-------- RAW DATA --------

//! Integration tests for the input registry, user scoping and parental
//! controls.
//!
//! Tests CAN use `.unwrap()` and `.expect()`.

mod common;

use common::{
    app_caller, input_of, next_notification, system_caller, tuner_entry, Harness, TestClient,
};
use tvim_core::{ContentRating, InputId, InputState, UserId};
use tvim_provider::Peer;
use tvimd::broker::{BrokerError, InputNotification, RegistryCallback};

// ============================================================================
// Registry
// ============================================================================

#[tokio::test]
async fn test_startup_builds_input_list() {
    let mut unpermitted = tuner_entry("com.example.rogue");
    unpermitted.permission = None;
    let harness = Harness::start(vec![
        tuner_entry("com.example.a"),
        tuner_entry("com.example.b"),
        unpermitted,
    ]);
    let caller = system_caller();

    let inputs = harness
        .broker
        .get_input_list(caller.clone(), UserId::CURRENT)
        .await
        .unwrap();
    let mut ids: Vec<InputId> = inputs.into_iter().map(|i| i.id).collect();
    ids.sort();
    assert_eq!(ids, vec![input_of("com.example.a"), input_of("com.example.b")]);

    let info = harness
        .broker
        .get_input_info(caller.clone(), UserId::CURRENT, input_of("com.example.a"))
        .await
        .unwrap()
        .expect("known input");
    assert_eq!(info.label.as_deref(), Some("com.example.a"));
    assert_eq!(info.setup_activity.as_deref(), Some("com.example.a.Setup"));

    let missing = harness
        .broker
        .get_input_info(caller.clone(), UserId::CURRENT, input_of("com.example.rogue"))
        .await
        .unwrap();
    assert!(missing.is_none(), "providers without the bind permission are skipped");

    let state = harness
        .broker
        .get_input_state(caller, UserId::CURRENT, input_of("com.example.nowhere"))
        .await
        .unwrap();
    assert_eq!(state, InputState::Connected);

    // Non-hardware providers stay unbound until a session needs them
    assert_eq!(harness.connector.binds(), 0);
}

#[tokio::test]
async fn test_rebuild_reports_added_updated_removed() {
    let harness = Harness::start(vec![
        tuner_entry("com.example.a"),
        tuner_entry("com.example.c"),
    ]);
    let peer = Peer::new("watcher");
    let (callback, mut rx) = RegistryCallback::new(peer);
    harness
        .broker
        .register_callback(system_caller(), UserId::CURRENT, callback)
        .await
        .unwrap();

    harness.directory.set(vec![
        tuner_entry("com.example.b"),
        tuner_entry("com.example.c"),
    ]);
    harness
        .broker
        .rebuild_inputs(
            UserId::CURRENT,
            vec!["com.example.c".to_string(), "com.example.gone".to_string()],
        )
        .await
        .unwrap();

    assert_eq!(
        next_notification(&mut rx).await,
        InputNotification::Added(input_of("com.example.b"))
    );
    assert_eq!(
        next_notification(&mut rx).await,
        InputNotification::Updated(input_of("com.example.c"))
    );
    assert_eq!(
        next_notification(&mut rx).await,
        InputNotification::Removed(input_of("com.example.a"))
    );
    assert!(rx.try_recv().is_err(), "nothing else changed");
}

#[tokio::test]
async fn test_removed_input_aborts_pending_sessions() {
    let harness = Harness::start(vec![tuner_entry("com.example.a")]);
    harness.connector.set_auto_connect(false);
    let client = TestClient::new("app");

    let token = harness
        .broker
        .create_session(
            system_caller(),
            UserId::CURRENT,
            client.handle.clone(),
            input_of("com.example.a"),
            6,
        )
        .await
        .unwrap();
    assert!(token.is_some());

    harness.directory.set(Vec::new());
    harness
        .broker
        .rebuild_inputs(UserId::CURRENT, Vec::new())
        .await
        .unwrap();

    assert_eq!(client.created().await, (None, 6));
}

// ============================================================================
// User scoping
// ============================================================================

#[tokio::test]
async fn test_cross_user_calls_are_rejected() {
    let harness = Harness::start(vec![tuner_entry("com.example.a")]);
    let other_user = UserId::new(10);
    let app = app_caller(1_010_050, other_user);

    let err = harness
        .broker
        .get_input_list(app.clone(), UserId::CURRENT)
        .await
        .unwrap_err();
    assert!(matches!(err, BrokerError::PermissionDenied(_)));

    let err = harness
        .broker
        .create_session(
            app.clone(),
            UserId::SYSTEM,
            TestClient::new("app").handle,
            input_of("com.example.a"),
            0,
        )
        .await
        .unwrap_err();
    assert!(matches!(err, BrokerError::PermissionDenied(_)));

    // Its own user is fine, even if that user has no registry yet
    let own = harness
        .broker
        .get_input_list(app, other_user)
        .await
        .unwrap();
    assert!(own.is_empty());

    // The system caller may act on anyone
    harness
        .broker
        .get_input_list(system_caller(), other_user)
        .await
        .unwrap();
}

#[tokio::test]
async fn test_registry_notifications_stay_with_their_user() {
    let harness = Harness::start(vec![tuner_entry("com.example.a")]);
    let other_user = UserId::new(10);
    let (callback, mut rx) = RegistryCallback::new(Peer::new("other"));
    harness
        .broker
        .register_callback(system_caller(), other_user, callback)
        .await
        .unwrap();

    harness.directory.set(vec![
        tuner_entry("com.example.a"),
        tuner_entry("com.example.b"),
    ]);
    harness
        .broker
        .rebuild_inputs(UserId::CURRENT, Vec::new())
        .await
        .unwrap();
    assert!(rx.try_recv().is_err(), "active user's changes are not broadcast");

    harness
        .broker
        .rebuild_inputs(other_user, Vec::new())
        .await
        .unwrap();
    let mut added = vec![next_notification(&mut rx).await, next_notification(&mut rx).await];
    added.sort_by_key(|n| format!("{n:?}"));
    assert_eq!(
        added,
        vec![
            InputNotification::Added(input_of("com.example.a")),
            InputNotification::Added(input_of("com.example.b")),
        ]
    );
}

// ============================================================================
// Parental controls
// ============================================================================

#[tokio::test]
async fn test_parental_controls_require_permission() {
    let harness = Harness::start(Vec::new());
    let app = app_caller(10_050, UserId::SYSTEM);
    let rating = ContentRating::new("com.example", "US_TV", "US_TV_MA");

    let err = harness
        .broker
        .set_parental_controls_enabled(app.clone(), UserId::CURRENT, true)
        .await
        .unwrap_err();
    assert!(matches!(err, BrokerError::PermissionDenied(_)));
    let err = harness
        .broker
        .add_blocked_rating(app.clone(), UserId::CURRENT, rating.clone())
        .await
        .unwrap_err();
    assert!(matches!(err, BrokerError::PermissionDenied(_)));

    // Reads are open to the user's own apps
    assert!(!harness
        .broker
        .is_parental_controls_enabled(app.clone(), UserId::CURRENT)
        .await
        .unwrap());
    assert!(!harness
        .broker
        .is_rating_blocked(app, UserId::CURRENT, rating)
        .await
        .unwrap());
}

#[tokio::test]
async fn test_blocked_ratings_round_trip() {
    let harness = Harness::start(Vec::new());
    let caller = system_caller();
    let rating = ContentRating::new("com.example", "US_TV", "US_TV_MA");

    harness
        .broker
        .set_parental_controls_enabled(caller.clone(), UserId::CURRENT, true)
        .await
        .unwrap();
    harness
        .broker
        .add_blocked_rating(caller.clone(), UserId::CURRENT, rating.clone())
        .await
        .unwrap();

    assert!(harness
        .broker
        .is_parental_controls_enabled(caller.clone(), UserId::CURRENT)
        .await
        .unwrap());
    assert!(harness
        .broker
        .is_rating_blocked(caller.clone(), UserId::CURRENT, rating.clone())
        .await
        .unwrap());
    assert_eq!(
        harness
            .broker
            .get_blocked_ratings(caller.clone(), UserId::CURRENT)
            .await
            .unwrap(),
        vec![rating.clone()]
    );

    harness
        .broker
        .remove_blocked_rating(caller.clone(), UserId::CURRENT, rating.clone())
        .await
        .unwrap();
    assert!(!harness
        .broker
        .is_rating_blocked(caller, UserId::CURRENT, rating)
        .await
        .unwrap());
}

--------

▶ [TASK ITEM]:
Copying begins at the line that holds "vec![rating.clone()]" and ends at the last line of the data above, with both included and each line kept exactly.

▶ [TASK ANSWER]:
        vec![rating.clone()]
    );

    harness
        .broker
        .remove_blocked_rating(caller.clone(), UserId::CURRENT, rating.clone())
        .await
        .unwrap();
    assert!(!harness
        .broker
        .is_rating_blocked(caller, UserId::CURRENT, rating)
        .await
        .unwrap());
}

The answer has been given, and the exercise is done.